CENT SOIXANTE ET UNE consultations effectuées auprès de personnes sourdes les cinq premiers mois de fonctionnement, 488 en 2004. L'unité d'accueil et de soins pour personnes sourdes créée en avril 2003 au Chru de Pontchaillou, à Rennes, fonctionne désormais au maximum de ses capacités. C'est-à-dire seulement huit heures par semaine, réparties en deux journées, pour accueillir le public. Les quatre professionnels qui forment l'équipe* ne totalisent que 2,5 équivalents temps-plein. Le Dr Isabelle Ridoux, médecin généraliste et conceptrice du projet, est elle-même à 60 %. Mais le service, qui compte depuis novembre dernier une psychologue sourde - cas unique dans les pôles santé-surdité -, monte en puissance. Il est encore récent. Et, surtout, il est déjà en mesure d'être opérationnel, ce qui n'est pas le cas des quinze unités de ce type théoriquement créées au niveau national. Celles de Montpellier, de Nancy et de Nantes ne fonctionnent pas. Faute de professionnels formés.
Le Chru de Pontchaillou peut donc se satisfaire d'avoir désormais en son sein l'un des quinze médecins généralistes signeurs qui exerceraient en France. Le Dr Isabelle Ridoux, auparavant médecin aux Thermes de Saint-Malo, a entrepris l'apprentissage de la langue des signes « par goût ». Et ce sont des personnes sourdes rencontrées pendant sa formation qui lui ont parlé de ces unités. A force de démarches et de réunions avec l'Agence régionale d'hospitalisation de Bretagne, qui a bien accueilli son projet, le Dr Ridoux a pu ouvrir ce service. La localisation sur le site même du Chru rennais permet de bénéficier d'un plateau technique complet. Un outil primordial tant la situation médicale des personnes reçues demande plusieurs consultations spécialisées.
« En général, la première consultation part dans tous les sens, explique le médecin. Il faut donc prendre le temps nécessaire. En moyenne une heure. Souvent, je suis amenée à retracer le parcours de soins, à entrer en contact avec d'autres établissements pour recueillir certaines informations. La plupart du temps, les patients arrivent sans dossier médical.
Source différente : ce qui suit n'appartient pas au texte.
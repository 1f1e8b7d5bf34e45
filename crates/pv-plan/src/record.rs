//! Raw JSON plan records.
//!
//! # Format
//!
//! Every field is optional at the serde level; the loader decides which ones
//! are required so that a missing key surfaces as
//! [`PlanError::MissingField`][crate::PlanError::MissingField] rather than an
//! opaque serde message.
//!
//! ```json
//! {
//!   "teamSize": 2,
//!   "makespan": 5,
//!   "actionModel": "MAPF_T",
//!   "start": [[0, 0, "E"], [1, 3, "W"]],
//!   "actualPaths":  ["F,F,W,W,W", "C,F,W,W,W"],
//!   "plannerPaths": ["F,F,W,W,W", "C,F,W,W,W"],
//!   "errors": [[0, 1, 3, "vertex conflict"]],
//!   "tasks":  [[0, 0, 2]],
//!   "events": [[[0, 1, "assigned"], [0, 3, "finished"]], []]
//! }
//! ```
//!
//! The sequential-task schema replaces `tasks`/`events` with
//!
//! ```json
//! "tasks": [[0, 0, [0, 2, 1, 3]]],
//! "actualSchedule": ["1:0", ""],
//! "events": [[2, 0, 0, 1], [4, 0, 0, 2]]
//! ```
//!
//! where each `events` tuple is `(finish_timestep, agent, task, next_errand)`.

use serde::Deserialize;

/// Top-level plan file.
#[derive(Debug, Default, Deserialize)]
#[serde(rename_all = "camelCase")]
pub struct PlanRecord {
    pub team_size:       Option<usize>,
    pub makespan:        Option<u32>,
    pub action_model:    Option<String>,
    pub start:           Option<Vec<StartRecord>>,
    pub actual_paths:    Option<Vec<String>>,
    pub planner_paths:   Option<Vec<String>>,
    pub errors:          Option<Vec<ConflictRecord>>,
    pub tasks:           Option<Vec<TaskRecord>>,
    pub events:          Option<EventsRecord>,
    pub actual_schedule: Option<Vec<String>>,
}

/// `[row, col, heading]`.
pub type StartRecord = (i32, i32, String);

/// `[agent1, agent2, timestep, kind]`; agent `-1` means "no agent".
pub type ConflictRecord = (i64, i64, u32, String);

/// One entry of the `tasks` list.
#[derive(Debug, Clone, Deserialize)]
#[serde(untagged)]
pub enum TaskRecord {
    /// `[id, row, col]`: a single-location task.
    Point(u32, i32, i32),
    /// `[id, release_timestep, [r0, c0, r1, c1, ...]]`: an errand chain.
    Chain(u32, u32, Vec<i32>),
}

/// The `events` field, whose shape depends on the schema.
#[derive(Debug, Clone, Deserialize)]
#[serde(untagged)]
pub enum EventsRecord {
    /// Per agent: `[[task, timestep, "assigned" | "finished"], ...]`.
    PerAgent(Vec<Vec<(u32, u32, String)>>),
    /// Flat list of `(finish_timestep, agent, task, next_errand)`.
    Finishes(Vec<(u32, u32, u32, u32)>),
}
Beaucoup de ceux qui présentent une pathologie chronique sont en situation de rupture de soins, simplement parce qu'ils n'avaient pas bien saisi l'importance d'un suivi régulier. » Pour d'autres, ce sera au contraire une surabondance de soins, liée à une grande errance médicale.
« Les personnes sourdes rencontrent des difficultés à exprimer les symptômes », ajoute-t-elle.

De nouveaux signes.
Mais le professionnel a également du mal à expliquer une maladie, d'où le recours à plusieurs moyens de communication. « En plus de la langue des signes, j'utilise beaucoup un panneau sur lequel je dessine, précise le Dr Ridoux. Et je participe à un groupe de recherche composé de soignants et de linguistes pour améliorer la communication. Par exemple, nous allons chercher de nouveaux signes pour expliquer, dans le cas de pathologies infectieuses, s'il s'agit d'une bactérie, d'un virus, d'une mycose, car il n'existe pas de signes distinctifs pour ces mots. Nous avons travaillé aussi à mieux expliquer les différents diabètes ou la maladie d'Usher, qui touche surtout les personnes sourdes et qui peut entraîner une malvoyance. »
Dans l'unité rennaise, la présence de Morgane Robert, aide-soignante sourde, permet de compléter les moyens de communication. Elle assiste aux consultations du Dr Ridoux pour s'assurer que le patient a bien compris les informations ; elle accompagne ces personnes lors de leur hospitalisation pour faire le lien avec l'équipe soignante et elle est à l'origine de plusieurs outils novateurs. Une fiche pour contacter le Samu en cas d'urgence est en cours de diffusion. Respectant le protocole interne au Samu, la feuille à faxer propose une signalétique simple, avec pour chaque situation un problème (respiratoire, au cœur...), un dessin et une interrogation.
L'une des missions de l'unité est d'organiser un réseau régional de soins. Logiquement, la majorité des patients viennent d'Ille-et-Vilaine. Mais un certain nombre viennent des autres départements bretons. Ce qui n'est pas pratique, ni possible pour tout le monde. Le Dr Isabelle Ridoux essaie donc de recenser tous les professionnels de santé bilingues pour faciliter la prise en charge. Mais ils sont peu nombreux. Ou ne sont pas encore connus.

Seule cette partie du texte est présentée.